**The data:**
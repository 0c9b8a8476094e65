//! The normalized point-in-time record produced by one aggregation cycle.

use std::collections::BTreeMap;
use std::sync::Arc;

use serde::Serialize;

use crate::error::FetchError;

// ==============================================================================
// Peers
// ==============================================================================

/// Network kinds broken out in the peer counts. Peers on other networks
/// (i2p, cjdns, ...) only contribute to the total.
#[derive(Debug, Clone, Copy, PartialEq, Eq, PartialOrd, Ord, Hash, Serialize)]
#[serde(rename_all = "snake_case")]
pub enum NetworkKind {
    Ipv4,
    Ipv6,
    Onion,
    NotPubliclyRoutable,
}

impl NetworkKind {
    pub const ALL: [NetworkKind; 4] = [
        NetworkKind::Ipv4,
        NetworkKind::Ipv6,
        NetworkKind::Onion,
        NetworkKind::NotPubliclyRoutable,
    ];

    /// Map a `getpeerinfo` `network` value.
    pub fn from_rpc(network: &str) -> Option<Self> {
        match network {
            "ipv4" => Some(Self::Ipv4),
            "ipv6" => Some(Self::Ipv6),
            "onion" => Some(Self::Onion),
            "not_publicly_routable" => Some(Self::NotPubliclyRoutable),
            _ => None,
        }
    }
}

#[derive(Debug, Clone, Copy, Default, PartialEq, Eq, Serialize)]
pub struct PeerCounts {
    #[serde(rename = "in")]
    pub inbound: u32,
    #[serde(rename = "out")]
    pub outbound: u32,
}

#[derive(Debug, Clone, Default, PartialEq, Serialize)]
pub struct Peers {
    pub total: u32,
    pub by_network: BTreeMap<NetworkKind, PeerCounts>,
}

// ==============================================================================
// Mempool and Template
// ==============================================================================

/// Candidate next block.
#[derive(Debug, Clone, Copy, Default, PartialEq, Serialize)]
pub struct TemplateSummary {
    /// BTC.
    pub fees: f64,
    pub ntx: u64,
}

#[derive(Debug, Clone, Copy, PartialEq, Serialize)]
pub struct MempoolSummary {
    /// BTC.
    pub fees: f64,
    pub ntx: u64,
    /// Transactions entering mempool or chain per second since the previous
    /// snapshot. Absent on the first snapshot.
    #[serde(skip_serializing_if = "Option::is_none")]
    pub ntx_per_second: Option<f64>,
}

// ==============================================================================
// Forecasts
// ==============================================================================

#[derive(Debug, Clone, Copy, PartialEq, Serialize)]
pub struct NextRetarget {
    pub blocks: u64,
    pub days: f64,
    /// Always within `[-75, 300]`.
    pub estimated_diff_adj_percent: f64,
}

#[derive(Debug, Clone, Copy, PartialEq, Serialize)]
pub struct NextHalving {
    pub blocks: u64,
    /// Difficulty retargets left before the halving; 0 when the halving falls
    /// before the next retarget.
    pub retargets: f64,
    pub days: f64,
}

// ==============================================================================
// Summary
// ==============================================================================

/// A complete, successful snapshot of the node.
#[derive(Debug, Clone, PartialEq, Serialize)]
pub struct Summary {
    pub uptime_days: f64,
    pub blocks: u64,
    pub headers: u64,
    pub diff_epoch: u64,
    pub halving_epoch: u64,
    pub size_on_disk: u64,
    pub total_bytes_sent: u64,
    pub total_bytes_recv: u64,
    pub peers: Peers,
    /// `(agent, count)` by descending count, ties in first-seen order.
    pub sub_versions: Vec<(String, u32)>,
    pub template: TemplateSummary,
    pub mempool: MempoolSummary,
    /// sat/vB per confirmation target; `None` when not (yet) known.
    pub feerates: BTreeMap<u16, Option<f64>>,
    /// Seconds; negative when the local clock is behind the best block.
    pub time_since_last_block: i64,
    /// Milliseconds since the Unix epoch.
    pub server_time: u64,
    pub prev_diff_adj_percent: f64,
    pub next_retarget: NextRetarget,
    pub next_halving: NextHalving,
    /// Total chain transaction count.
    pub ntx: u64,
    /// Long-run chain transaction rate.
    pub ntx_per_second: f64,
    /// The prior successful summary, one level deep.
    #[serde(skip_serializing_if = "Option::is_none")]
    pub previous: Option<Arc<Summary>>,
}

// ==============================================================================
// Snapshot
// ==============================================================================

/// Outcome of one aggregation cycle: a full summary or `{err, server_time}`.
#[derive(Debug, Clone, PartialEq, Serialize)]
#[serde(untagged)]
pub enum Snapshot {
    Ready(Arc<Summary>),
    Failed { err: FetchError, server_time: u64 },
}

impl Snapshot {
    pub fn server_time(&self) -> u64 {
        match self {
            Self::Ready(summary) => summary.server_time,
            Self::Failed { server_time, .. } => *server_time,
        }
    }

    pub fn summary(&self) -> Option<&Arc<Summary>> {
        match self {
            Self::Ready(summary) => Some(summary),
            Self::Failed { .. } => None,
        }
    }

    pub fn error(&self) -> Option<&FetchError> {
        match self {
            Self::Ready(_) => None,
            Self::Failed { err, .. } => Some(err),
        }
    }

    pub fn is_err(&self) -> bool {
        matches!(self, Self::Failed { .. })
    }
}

**Your task:** Retype the entries word for word.

**Task answer:**
repository 0c9b8a8476094e65
//! The normalized point-in-time record produced by one aggregation cycle.

use std::collections::BTreeMap;
use std::sync::Arc;

use serde::Serialize;

use crate::error::FetchError;

// ==============================================================================
// Peers
// ==============================================================================

/// Network kinds broken out in the peer counts. Peers on other networks
/// (i2p, cjdns, ...) only contribute to the total.
#[derive(Debug, Clone, Copy, PartialEq, Eq, PartialOrd, Ord, Hash, Serialize)]
#[serde(rename_all = "snake_case")]
pub enum NetworkKind {
    Ipv4,
    Ipv6,
    Onion,
    NotPubliclyRoutable,
}

impl NetworkKind {
    pub const ALL: [NetworkKind; 4] = [
        NetworkKind::Ipv4,
        NetworkKind::Ipv6,
        NetworkKind::Onion,
        NetworkKind::NotPubliclyRoutable,
    ];

    /// Map a `getpeerinfo` `network` value.
    pub fn from_rpc(network: &str) -> Option<Self> {
        match network {
            "ipv4" => Some(Self::Ipv4),
            "ipv6" => Some(Self::Ipv6),
            "onion" => Some(Self::Onion),
            "not_publicly_routable" => Some(Self::NotPubliclyRoutable),
            _ => None,
        }
    }
}

#[derive(Debug, Clone, Copy, Default, PartialEq, Eq, Serialize)]
pub struct PeerCounts {
    #[serde(rename = "in")]
    pub inbound: u32,
    #[serde(rename = "out")]
    pub outbound: u32,
}

#[derive(Debug, Clone, Default, PartialEq, Serialize)]
pub struct Peers {
    pub total: u32,
    pub by_network: BTreeMap<NetworkKind, PeerCounts>,
}

// ==============================================================================
// Mempool and Template
// ==============================================================================

/// Candidate next block.
#[derive(Debug, Clone, Copy, Default, PartialEq, Serialize)]
pub struct TemplateSummary {
    /// BTC.
    pub fees: f64,
    pub ntx: u64,
}

#[derive(Debug, Clone, Copy, PartialEq, Serialize)]
pub struct MempoolSummary {
    /// BTC.
    pub fees: f64,
    pub ntx: u64,
    /// Transactions entering mempool or chain per second since the previous
    /// snapshot. Absent on the first snapshot.
    #[serde(skip_serializing_if = "Option::is_none")]
    pub ntx_per_second: Option<f64>,
}

// ==============================================================================
// Forecasts
// ==============================================================================

#[derive(Debug, Clone, Copy, PartialEq, Serialize)]
pub struct NextRetarget {
    pub blocks: u64,
    pub days: f64,
    /// Always within `[-75, 300]`.
    pub estimated_diff_adj_percent: f64,
}

#[derive(Debug, Clone, Copy, PartialEq, Serialize)]
pub struct NextHalving {
    pub blocks: u64,
    /// Difficulty retargets left before the halving; 0 when the halving falls
    /// before the next retarget.
    pub retargets: f64,
    pub days: f64,
}

// ==============================================================================
// Summary
// ==============================================================================

/// A complete, successful snapshot of the node.
#[derive(Debug, Clone, PartialEq, Serialize)]
pub struct Summary {
    pub uptime_days: f64,
    pub blocks: u64,
    pub headers: u64,
    pub diff_epoch: u64,
    pub halving_epoch: u64,
    pub size_on_disk: u64,
    pub total_bytes_sent: u64,
    pub total_bytes_recv: u64,
    pub peers: Peers,
    /// `(agent, count)` by descending count, ties in first-seen order.
    pub sub_versions: Vec<(String, u32)>,
    pub template: TemplateSummary,
    pub mempool: MempoolSummary,
    /// sat/vB per confirmation target; `None` when not (yet) known.
    pub feerates: BTreeMap<u16, Option<f64>>,
    /// Seconds; negative when the local clock is behind the best block.
    pub time_since_last_block: i64,
    /// Milliseconds since the Unix epoch.
    pub server_time: u64,
    pub prev_diff_adj_percent: f64,
    pub next_retarget: NextRetarget,
    pub next_halving: NextHalving,
    /// Total chain transaction count.
    pub ntx: u64,
    /// Long-run chain transaction rate.
    pub ntx_per_second: f64,
    /// The prior successful summary, one level deep.
    #[serde(skip_serializing_if = "Option::is_none")]
    pub previous: Option<Arc<Summary>>,
}

// ==============================================================================
// Snapshot
// ==============================================================================

/// Outcome of one aggregation cycle: a full summary or `{err, server_time}`.
#[derive(Debug, Clone, PartialEq, Serialize)]
#[serde(untagged)]
pub enum Snapshot {
    Ready(Arc<Summary>),
    Failed { err: FetchError, server_time: u64 },
}

impl Snapshot {
    pub fn server_time(&self) -> u64 {
        match self {
            Self::Ready(summary) => summary.server_time,
            Self::Failed { server_time, .. } => *server_time,
        }
    }

    pub fn summary(&self) -> Option<&Arc<Summary>> {
        match self {
            Self::Ready(summary) => Some(summary),
            Self::Failed { .. } => None,
        }
    }

    pub fn error(&self) -> Option<&FetchError> {
        match self {
            Self::Ready(_) => None,
            Self::Failed { err, .. } => Some(err),
        }
    }

    pub fn is_err(&self) -> bool {
        matches!(self, Self::Failed { .. })
    }
}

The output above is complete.